Luhut Klaim e-Katalog Bisa Hemat Anggaran Berbagai Trilyun juga Cegah Korupsi

JAKARTA – Menteri Koordinator Sektor Kemaritiman lalu Penyertaan Modal (Menko Marves) Luhut Binsar Pandjaitan mencatatkan data Katalog Elektronik (e-Katalog) mampu menghemat anggaran negara hingga beratus-ratus triliun. Jumlah yang disebutkan dibukukan selama satu tahun terakhir.
Menurutnya, satu pembelian item atau barang melalui e-Katalog dapat menghemat dana hingga 40 persen. Meski begitu, Luhut enggan merinci nominal atau bilangan bulat pasti dari anggaran yang tersebut ditekan tersebut.

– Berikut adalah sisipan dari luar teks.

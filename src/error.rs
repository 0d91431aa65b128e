use quick_xml::{escape::EscapeError, events::attributes::AttrError};

pub(crate) const EMPTY_DOCUMENT: &str = "document contains no root element";
pub(crate) const PARSE_FAILURE_MSG: &str = "Could not parse BPMN diagram";

pub type Result<T, E = Error> = std::result::Result<T, E>;

#[derive(Debug, thiserror::Error)]
pub enum Error {
    #[error("xml error: {0}")]
    Xml(#[from] quick_xml::Error),

    #[error("attribute error: {0}")]
    Attribute(#[from] AttrError),

    #[error("escape error: {0}")]
    Escape(#[from] EscapeError),

    #[error("{}", EMPTY_DOCUMENT)]
    EmptyDocument,

    #[error("second root element: {0}")]
    MultipleRoots(String),

    #[error("element not closed: {0}")]
    UnclosedElement(String),

    #[error("end tag without start: {0}")]
    UnexpectedEnd(String),
}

“Sekarang anda tiada tahu selama setahun terakhir ini berapa ratus triliun yang mana dihemat KPK, coba dihitung berapa ratus triliun, satu komputer Odo (Deputi Lingkup Peluang Usaha Pariwisata juga Sektor Bisnis Kreatif) lapor ke saya satu pembelian laptop, satu item itu bisa jadi menghemat 40 persen dari berapa triliun,” ujar Luhut pada waktu kompetisi Temu Bisnis P3DN VIII, ICE BSD, Selasa (17/9/2024).
Adapun, jumlah agregat item atau komoditas yang tersedia di dalam e-Katalog naik signifikan. Hingga pada waktu ini angkanya menyentuh 9,4 jt item yang sudah ada melakukan registrasi pada Lembaga Kebijakan Pengadaan Barang atau Jasa otoritas (LKPP).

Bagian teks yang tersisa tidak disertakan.